Le sénateur Grafstein: J'aimerais beaucoup savoir ce que signifie «l'intérêt public» pour ces témoins, car je pense que nous aurons des versions différentes. Les références sont nombreuses. Il y a de nombreux cas sur cette question aux États-Unis, dans différents contextes. Il y en a moins au Canada.

Cela nous aiderait, ce serait très utile.

Mme Dench: Je ne suis pas convaincue de pouvoir vous aider, car dans nos discussions sur cette question, nous nous sommes surtout concentrés sur l'introduction au départ de l'idée d'intérêt public dans le projet de loi. Ce n'était pas notre suggestion. Nous avons dit au gouvernement que nous n'étions pas heureux de voir cette expression polyvalente dans le projet de loi et d'autant plus qu'elle n'est pas définie.

Je dirais toutefois que si le gouvernement estime cette échappatoire importante et nécessaire, ce critère supplémentaire pour rejeter les demandes, à tout le moins, il doit le définir.

Le sénateur Grafstein: Peut-être pourrions-nous procéder différemment.
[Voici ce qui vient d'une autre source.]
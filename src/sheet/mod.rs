//! Denormalized spreadsheet-like mirror of meetings, participants and summaries.
//!
//! Writes are search-then-create-or-update keyed by a single field. The mirror
//! is eventually consistent with the database; nothing is compensated.

use anyhow::{anyhow, Context, Result};
use async_trait::async_trait;
use serde::Deserialize;
use serde_json::{json, Map, Value};
use std::time::Duration;
use tracing::{debug, error, info};

use crate::config::SheetConfig;
use crate::platform::{MeetingInfo, ParticipantIdentity};

pub type Fields = Map<String, Value>;

#[async_trait]
pub trait SheetStore: Send + Sync {
    /// Find the record in `table` whose `key_field` equals `key` and update it,
    /// or create it. Returns the store's record id.
    async fn upsert_record(
        &self,
        table: &str,
        key_field: &str,
        key: &str,
        fields: Fields,
    ) -> Result<String>;
}

/// Table names the handlers and the pipeline write to.
#[derive(Debug, Clone)]
pub struct SheetTables {
    pub meetings: String,
    pub participants: String,
    pub summaries: String,
}

impl From<&SheetConfig> for SheetTables {
    fn from(config: &SheetConfig) -> Self {
        Self {
            meetings: config.meetings_table.clone(),
            participants: config.participants_table.clone(),
            summaries: config.summaries_table.clone(),
        }
    }
}

/// Key field of the meetings table.
pub const MEETING_KEY_FIELD: &str = "meeting_key";
/// Key field of the participants and summaries tables.
pub const RECORD_KEY_FIELD: &str = "record_key";

pub fn meeting_key(platform: &str, info: &MeetingInfo) -> String {
    format!("{}:{}:{}", platform, info.meeting_id, info.sub_meeting_key())
}

pub fn meeting_fields(platform: &str, info: &MeetingInfo, status: Option<&str>) -> Fields {
    let mut fields = Fields::new();
    fields.insert(MEETING_KEY_FIELD.into(), json!(meeting_key(platform, info)));
    fields.insert("meeting_id".into(), json!(info.meeting_id));
    fields.insert("sub_meeting_id".into(), json!(info.sub_meeting_key()));
    if let Some(code) = &info.meeting_code {
        fields.insert("meeting_code".into(), json!(code));
    }
    if !info.subject.is_empty() {
        fields.insert("subject".into(), json!(info.subject));
    }
    if let Some(creator) = &info.creator.name {
        fields.insert("creator".into(), json!(creator));
    }
    if info.start_time > 0 {
        fields.insert("start_time".into(), json!(info.start_time));
    }
    if info.end_time > 0 {
        fields.insert("end_time".into(), json!(info.end_time));
    }
    if let Some(status) = status {
        fields.insert("status".into(), json!(status));
    }
    fields
}

/// Fields for one participant row; `record_key` combines the meeting key
/// with the participant's stable key.
pub fn participant_fields(
    platform: &str,
    info: &MeetingInfo,
    participant_key: &str,
    identity: &ParticipantIdentity,
    joined_at: i64,
) -> Fields {
    let meeting = meeting_key(platform, info);
    let mut fields = Fields::new();
    fields.insert(
        RECORD_KEY_FIELD.into(),
        json!(format!("{}:{}", meeting, participant_key)),
    );
    fields.insert(MEETING_KEY_FIELD.into(), json!(meeting));
    fields.insert("participant_key".into(), json!(participant_key));
    fields.insert("name".into(), json!(identity.display_name()));
    if let Some(userid) = &identity.userid {
        fields.insert("userid".into(), json!(userid));
    }
    if joined_at > 0 {
        fields.insert("joined_at".into(), json!(joined_at));
    }
    fields
}

/// Used when no sheet endpoint is configured.
pub struct DisabledSheetStore;

#[async_trait]
impl SheetStore for DisabledSheetStore {
    async fn upsert_record(
        &self,
        table: &str,
        _key_field: &str,
        key: &str,
        _fields: Fields,
    ) -> Result<String> {
        debug!("Sheet mirror disabled, skipping {} record {}", table, key);
        Ok(String::new())
    }
}

#[derive(Debug, Deserialize)]
struct SearchResponse {
    #[serde(default)]
    data: SearchData,
}

#[derive(Debug, Default, Deserialize)]
struct SearchData {
    #[serde(default)]
    items: Vec<RecordRef>,
}

#[derive(Debug, Deserialize)]
struct RecordResponse {
    data: RecordData,
}

#[derive(Debug, Deserialize)]
struct RecordData {
    record: RecordRef,
}

#[derive(Debug, Deserialize)]
struct RecordRef {
    record_id: String,
}

pub struct HttpSheetStore {
    client: reqwest::Client,
    endpoint: String,
    app_token: Option<String>,
}

impl HttpSheetStore {
    pub fn new(endpoint: &str, config: &SheetConfig) -> Result<Self> {
        let client = reqwest::Client::builder()
            .timeout(Duration::from_secs(config.timeout_secs))
            .build()
            .context("Failed to build sheet client")?;

        info!("Initialized sheet mirror with endpoint: {}", endpoint);

        Ok(Self {
            client,
            endpoint: endpoint.trim_end_matches('/').to_string(),
            app_token: config.app_token.clone(),
        })
    }

    async fn send(&self, request: reqwest::RequestBuilder, what: &str) -> Result<String> {
        let request = match &self.app_token {
            Some(token) => request.bearer_auth(token),
            None => request,
        };

        let response = request
            .send()
            .await
            .with_context(|| format!("Failed to send sheet {} request", what))?;

        let status = response.status();
        let response_text = response
            .text()
            .await
            .with_context(|| format!("Failed to read sheet {} response", what))?;

        if !status.is_success() {
            error!(
                "Sheet {} request failed with status {}: {}",
                what, status, response_text
            );
            return Err(anyhow!(
                "Sheet {} request failed with status {}: {}",
                what,
                status,
                response_text
            ));
        }

        Ok(response_text)
    }

    async fn search(&self, table: &str, key_field: &str, key: &str) -> Result<Option<String>> {
        let url = format!("{}/tables/{}/records/search", self.endpoint, table);
        let body = search_body(key_field, key);

        let text = self.send(self.client.post(&url).json(&body), "search").await?;
        let parsed: SearchResponse =
            serde_json::from_str(&text).context("Failed to parse sheet search response")?;

        Ok(parsed.data.items.into_iter().next().map(|r| r.record_id))
    }
}

#[async_trait]
impl SheetStore for HttpSheetStore {
    async fn upsert_record(
        &self,
        table: &str,
        key_field: &str,
        key: &str,
        mut fields: Fields,
    ) -> Result<String> {
        fields.insert(key_field.to_string(), Value::String(key.to_string()));
        let body = json!({ "fields": fields });

        let text = match self.search(table, key_field, key).await? {
            Some(record_id) => {
                debug!("Updating sheet record {} in {}", record_id, table);
                let url = format!("{}/tables/{}/records/{}", self.endpoint, table, record_id);
                self.send(self.client.put(&url).json(&body), "update").await?
            }
            None => {
                debug!("Creating sheet record for {} in {}", key, table);
                let url = format!("{}/tables/{}/records", self.endpoint, table);
                self.send(self.client.post(&url).json(&body), "create").await?
            }
        };

        let parsed: RecordResponse =
            serde_json::from_str(&text).context("Failed to parse sheet record response")?;
        Ok(parsed.data.record.record_id)
    }
}

fn search_body(key_field: &str, key: &str) -> Value {
    json!({
        "page_size": 1,
        "filter": {
            "conjunction": "and",
            "conditions": [
                { "field_name": key_field, "operator": "is", "value": [key] }
            ]
        }
    })
}

/// Builds the configured store, or the disabled one when no endpoint is set.
pub fn from_config(config: &SheetConfig) -> Result<std::sync::Arc<dyn SheetStore>> {
    match config.endpoint.as_deref().filter(|e| !e.trim().is_empty()) {
        Some(endpoint) => Ok(std::sync::Arc::new(HttpSheetStore::new(endpoint, config)?)),
        None => {
            info!("No sheet endpoint configured, spreadsheet mirror disabled");
            Ok(std::sync::Arc::new(DisabledSheetStore))
        }
    }
}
Si nous obtenons une réponse du ministère, nous pourrions vous donner l'occasion de nous répondre par écrit. En fin de compte, il est très important pour nous de préciser l'objet de ce projet de loi.

Si cela intéresse le gouvernement, voyons ce qu'il entend par «intérêt public». La définition n'est pas aussi vague qu'on pourrait le penser, mais son application est très difficile. Par conséquent, il est très important pour nous de bien en comprendre le sens. Comme l'a suggéré le sénateur Andreychuk, peut-être conclurons-nous qu'il faut inclure une définition de ce qui constitue l'intérêt public, à titre indicatif.

Je suis frappé par l'idée qui ressort des articles 16 et 14; c'est-à-dire qu'on peut croire être citoyen parce qu'on appartient à une deuxième ou troisième génération, et apprendre qu'on a perdu sa citoyenneté sans recours ou avis.

J'ai interrogé la ministre à ce sujet. Je lui ai donné l'exemple d'enfants et de petits-enfants de citoyens canadiens qui travaillent à l'étranger comme missionnaires et qui se considèrent Canadiens. Il y a encore des missionnaires de deuxième et de troisième génération qui travaillent à l'étranger.

Que pensez-vous de cette situation? Le fonctionnaire du ministère nous a dit hier que ces personnes devraient faire connaître leur situation au consul général. Le projet de loi prévoit le recours au ministre afin d'obtenir à nouveau la citoyenneté pour des raisons d'ordre humanitaire, ce qui n'est pas la façon habituelle d'obtenir la citoyenneté. Normalement, si vous l'avez, vous l'avez.

Pouvez-vous nous aider à résoudre cette énigme?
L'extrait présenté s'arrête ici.